Brokerages offered a mixed outlook on Bajaj Auto Ltd. following its Q2 FY26 results, with CLSA maintaining an ‘Outperform’ rating citing strong operational performance, while BofA and Jefferies flagged concerns over domestic market share despite decent earnings growth. The automaker reported a 23.7% year-on-year rise in net profit to Rs 2,480 crore, in line with analyst estimates. Revenue grew 13.7% to Rs 14,922 crore, while Ebitda rose 15.1% to Rs 3,052 crore, with margins expanding slightly to 20.5%.
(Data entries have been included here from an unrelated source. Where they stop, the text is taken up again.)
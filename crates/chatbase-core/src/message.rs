// Copyright (c) 2025 Geoffrey Huntley <ghuntley@ghuntley.com>. All rights reserved.
// SPDX-License-Identifier: Proprietary

//! Conversation messages sent by end users or by the bot.

use std::fmt;
use std::str::FromStr;

use serde::{Deserialize, Serialize};

use crate::error::{RecordError, Result};
use crate::user_id::UserId;

/// Maximum length of a message body, in characters. Longer bodies are truncated.
pub const MAX_MESSAGE_CHARS: usize = 1200;

/// Who produced a message.
#[derive(Debug, Clone, Copy, Default, PartialEq, Eq, Hash, Serialize, Deserialize)]
#[serde(rename_all = "lowercase")]
pub enum MessageKind {
	/// Typed or tapped by the end user.
	#[default]
	User,
	/// Sent by the bot.
	Agent,
}

impl MessageKind {
	pub fn as_str(&self) -> &'static str {
		match self {
			MessageKind::User => "user",
			MessageKind::Agent => "agent",
		}
	}
}

impl fmt::Display for MessageKind {
	fn fmt(&self, f: &mut fmt::Formatter<'_>) -> fmt::Result {
		f.write_str(self.as_str())
	}
}

impl FromStr for MessageKind {
	type Err = RecordError;

	fn from_str(s: &str) -> Result<Self> {
		if s.eq_ignore_ascii_case("user") {
			Ok(MessageKind::User)
		} else if s.eq_ignore_ascii_case("agent") {
			Ok(MessageKind::Agent)
		} else {
			Err(RecordError::InvalidMessageKind(format!(
				"unknown message type '{s}', expected 'user' or 'agent'"
			)))
		}
	}
}

/// A single message in a conversation.
///
/// Messages are immutable once built. Use [`Message::builder`] to construct one
/// and [`Message::validate`] before sending; the client does the latter for you.
#[derive(Debug, Clone, PartialEq)]
pub struct Message {
	kind: MessageKind,
	user_id: UserId,
	platform: String,
	time_stamp: i64,
	message: Option<String>,
	intent: Option<String>,
	not_handled: bool,
	version: Option<String>,
	session_id: Option<String>,
}

impl Message {
	/// Starts building a user message for `user_id` on `platform`.
	pub fn builder(user_id: impl Into<UserId>, platform: impl Into<String>) -> MessageBuilder {
		MessageBuilder::new(user_id.into(), platform.into())
	}

	pub fn kind(&self) -> MessageKind {
		self.kind
	}

	pub fn user_id(&self) -> &UserId {
		&self.user_id
	}

	pub fn platform(&self) -> &str {
		&self.platform
	}

	/// Milliseconds since the UNIX epoch.
	pub fn time_stamp(&self) -> i64 {
		self.time_stamp
	}

	pub fn message(&self) -> Option<&str> {
		self.message.as_deref()
	}

	pub fn intent(&self) -> Option<&str> {
		self.intent.as_deref()
	}

	pub fn not_handled(&self) -> bool {
		self.not_handled
	}

	pub fn version(&self) -> Option<&str> {
		self.version.as_deref()
	}

	pub fn session_id(&self) -> Option<&str> {
		self.session_id.as_deref()
	}

	/// Checks the field combinations the API rejects.
	///
	/// Agent messages cannot be marked as not handled and cannot carry an intent.
	pub fn validate(&self) -> Result<()> {
		if self.kind == MessageKind::Agent {
			if self.not_handled {
				return Err(RecordError::InvalidMessageKind(
					"not_handled cannot be set on an agent message".to_string(),
				));
			}
			if self.intent.as_deref().is_some_and(|i| !i.is_empty()) {
				return Err(RecordError::InvalidMessageKind(
					"intent cannot be set on an agent message".to_string(),
				));
			}
		}
		Ok(())
	}
}

/// Builder for [`Message`].
#[derive(Debug, Clone)]
pub struct MessageBuilder {
	message: Message,
}

impl MessageBuilder {
	fn new(user_id: UserId, platform: String) -> Self {
		Self {
			message: Message {
				kind: MessageKind::User,
				user_id,
				platform,
				time_stamp: crate::now_millis(),
				message: None,
				intent: None,
				not_handled: false,
				version: None,
				session_id: None,
			},
		}
	}

	pub fn kind(mut self, kind: MessageKind) -> Self {
		self.message.kind = kind;
		self
	}

	/// Marks the message as sent by the bot.
	pub fn agent(self) -> Self {
		self.kind(MessageKind::Agent)
	}

	/// Sets the platform, e.g. `Telegram`, `Slack` or a custom name.
	pub fn platform(mut self, platform: impl Into<String>) -> Self {
		self.message.platform = platform.into();
		self
	}

	/// Overrides the timestamp (milliseconds since the UNIX epoch).
	pub fn time_stamp(mut self, millis: i64) -> Self {
		self.message.time_stamp = millis;
		self
	}

	/// Sets the raw message body, truncated to [`MAX_MESSAGE_CHARS`].
	pub fn message(mut self, text: impl Into<String>) -> Self {
		self.message.message = Some(truncate(text.into()));
		self
	}

	/// Sets the intent. User messages only.
	pub fn intent(mut self, intent: impl Into<String>) -> Self {
		self.message.intent = Some(intent.into());
		self
	}

	/// Marks the message as not understood or not supported. User messages only.
	pub fn not_handled(mut self, not_handled: bool) -> Self {
		self.message.not_handled = not_handled;
		self
	}

	/// Sets the bot version, for tracking releases or A/B tests.
	pub fn version(mut self, version: impl Into<String>) -> Self {
		self.message.version = Some(version.into());
		self
	}

	/// Sets a custom session id.
	pub fn session_id(mut self, session_id: impl Into<String>) -> Self {
		self.message.session_id = Some(session_id.into());
		self
	}

	pub fn build(self) -> Message {
		self.message
	}
}

fn truncate(mut text: String) -> String {
	if let Some((idx, _)) = text.char_indices().nth(MAX_MESSAGE_CHARS) {
		text.truncate(idx);
	}
	text
}

#[cfg(test)]
mod tests {
	use super::*;
	use proptest::prelude::*;

	#[test]
	fn test_kind_parses_known_values() {
		assert_eq!("user".parse::<MessageKind>().unwrap(), MessageKind::User);
		assert_eq!("AGENT".parse::<MessageKind>().unwrap(), MessageKind::Agent);
	}

	#[test]
	fn test_kind_rejects_unknown_values() {
		let err = "agent007".parse::<MessageKind>().unwrap_err();
		assert!(matches!(err, RecordError::InvalidMessageKind(_)));
	}

	#[test]
	fn test_builder_defaults() {
		let msg = Message::builder("123456", "Telegram").build();
		assert_eq!(msg.kind(), MessageKind::User);
		assert_eq!(msg.user_id(), &UserId::from("123456"));
		assert_eq!(msg.platform(), "Telegram");
		assert!(!msg.not_handled());
		assert!(msg.message().is_none());
		assert!(msg.time_stamp() > 0);
	}

	#[test]
	fn test_not_handled_agent_message_fails() {
		let msg = Message::builder("123456", "Telegram")
			.agent()
			.not_handled(true)
			.message("hello")
			.version("1.0")
			.build();

		assert!(matches!(
			msg.validate(),
			Err(RecordError::InvalidMessageKind(_))
		));
	}

	#[test]
	fn test_intent_in_agent_message_fails() {
		let msg = Message::builder("123456", "Telegram")
			.agent()
			.intent("/start")
			.build();

		assert!(matches!(
			msg.validate(),
			Err(RecordError::InvalidMessageKind(_))
		));
	}

	#[test]
	fn test_not_handled_user_message_is_valid() {
		let msg = Message::builder("123456", "Telegram")
			.intent("order drink")
			.not_handled(true)
			.build();
		assert!(msg.validate().is_ok());
	}

	#[test]
	fn test_long_message_is_truncated() {
		let msg = Message::builder("123456", "Telegram")
			.intent("/start")
			.message("a".repeat(MAX_MESSAGE_CHARS + 1))
			.build();

		assert!(msg.validate().is_ok());
		assert_eq!(msg.message().unwrap().chars().count(), MAX_MESSAGE_CHARS);
	}

	#[test]
	fn test_truncation_respects_char_boundaries() {
		let msg = Message::builder("1", "Web")
			.message("é".repeat(MAX_MESSAGE_CHARS + 10))
			.build();
		assert_eq!(msg.message().unwrap().chars().count(), MAX_MESSAGE_CHARS);
	}

	proptest! {
		#[test]
		fn test_truncation_keeps_prefix(text in ".{0,1500}") {
			let msg = Message::builder("1", "Web").message(text.clone()).build();
			let body = msg.message().unwrap();

			prop_assert!(body.chars().count() <= MAX_MESSAGE_CHARS);
			prop_assert!(text.starts_with(body));
			if text.chars().count() <= MAX_MESSAGE_CHARS {
				prop_assert_eq!(body, text.as_str());
			}
		}
	}
}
Bajaj Auto Ltd.'s net profit for the second quarter of fiscal year 2026 rose 23.7% year-on-year, according to an exchange filing on Friday. The company reported a standalone bottom-line of Rs 2,480 crore as against Rs 2,005 crore in the year-ago period.
This is in line with the consensus estimate of Rs 2,439 crore, as projected by the analysts tracked by Bloomberg.
The automaker's revenue from operations grew 13.7% to Rs 14,922 crore in the quarter under review from Rs 13,127 crore. This also met the estimate of Rs 14,629 crore.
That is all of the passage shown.